//! Clustering results in grid or time layout.

use cluster_engine::{silhouette_score, ClusterMode, ClusterOutcome, Dendrogram};
use field_processor::{cluster_sizes, rank_labels, sort_clusters, FeatureMatrix};
use ndarray::{Array, Array1, Array2, Dimension, Ix1, Ix2};
use serde::Serialize;
use tracing::info;

/// Outcome of one analysis plus its labels laid out for plotting.
#[derive(Debug, Clone)]
pub struct ClusteringReport<D: Dimension> {
    pub outcome: ClusterOutcome,

    /// Labels as floats, NaN where no label applies.
    pub labels: Array<f64, D>,

    /// `cluster_sizes[i]` counts samples labelled `i`.
    pub cluster_sizes: Vec<usize>,

    /// Mean silhouette over labelled samples.
    pub silhouette: Option<f64>,
}

/// Labels on the lat × lon grid.
pub type SpatialReport = ClusteringReport<Ix2>;

/// Labels along the time axis.
pub type TemporalReport = ClusteringReport<Ix1>;

impl<D: Dimension> ClusteringReport<D> {
    pub(crate) fn new(
        outcome: ClusterOutcome,
        labels: Array<f64, D>,
        features: &FeatureMatrix,
        verbose: bool,
    ) -> Self {
        let (cluster_sizes, silhouette) = match outcome.n_clusters {
            Some(n) => (
                cluster_sizes(&outcome.labels, n),
                silhouette_score(features.records.view(), &outcome.labels),
            ),
            None => (Vec::new(), None),
        };
        if verbose {
            info!(sizes = ?cluster_sizes, silhouette = ?silhouette, "Cluster sizes");
        }
        Self {
            outcome,
            labels,
            cluster_sizes,
            silhouette,
        }
    }

    pub fn n_clusters(&self) -> Option<usize> {
        self.outcome.n_clusters
    }

    /// The same report with cluster ids ranked by size, smallest first.
    ///
    /// Both the laid-out labels and the per-sample labels of the outcome
    /// are renumbered.
    pub fn sorted_by_size(&self) -> Self {
        let mut sizes = self.cluster_sizes.clone();
        sizes.sort_unstable();
        let outcome = ClusterOutcome {
            labels: rank_labels(&self.outcome.labels, &self.cluster_sizes),
            ..self.outcome.clone()
        };
        Self {
            outcome,
            labels: sort_clusters(&self.labels, &self.cluster_sizes),
            cluster_sizes: sizes,
            silhouette: self.silhouette,
        }
    }

    /// Serializable digest for writing next to the label array.
    pub fn summary(&self) -> ReportSummary<'_> {
        ReportSummary {
            mode: self.outcome.mode,
            n_samples: self.outcome.labels.len(),
            n_clusters: self.outcome.n_clusters,
            cluster_sizes: &self.cluster_sizes,
            noise: self.outcome.noise_count(),
            silhouette: self.silhouette,
            inertia: self.outcome.inertia,
            dendrogram: self.outcome.dendrogram.as_ref(),
        }
    }
}

impl SpatialReport {
    pub(crate) fn empty_grid(shape: (usize, usize)) -> Array2<f64> {
        Array2::from_elem(shape, f64::NAN)
    }
}

impl TemporalReport {
    pub(crate) fn empty_series() -> Array1<f64> {
        Array1::from_elem(0, f64::NAN)
    }
}

/// JSON view of a [`ClusteringReport`].
#[derive(Debug, Serialize)]
pub struct ReportSummary<'a> {
    pub mode: ClusterMode,
    pub n_samples: usize,
    pub n_clusters: Option<usize>,
    pub cluster_sizes: &'a [usize],
    pub noise: usize,
    pub silhouette: Option<f64>,
    pub inertia: Option<f64>,
    pub dendrogram: Option<&'a Dendrogram>,
}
■ ■ ■
● **GOAL OF THE EXERCISE**:
Work out how many lines above contain the word "crate". Give only the number.

● **YOUR SOLUTION**:
3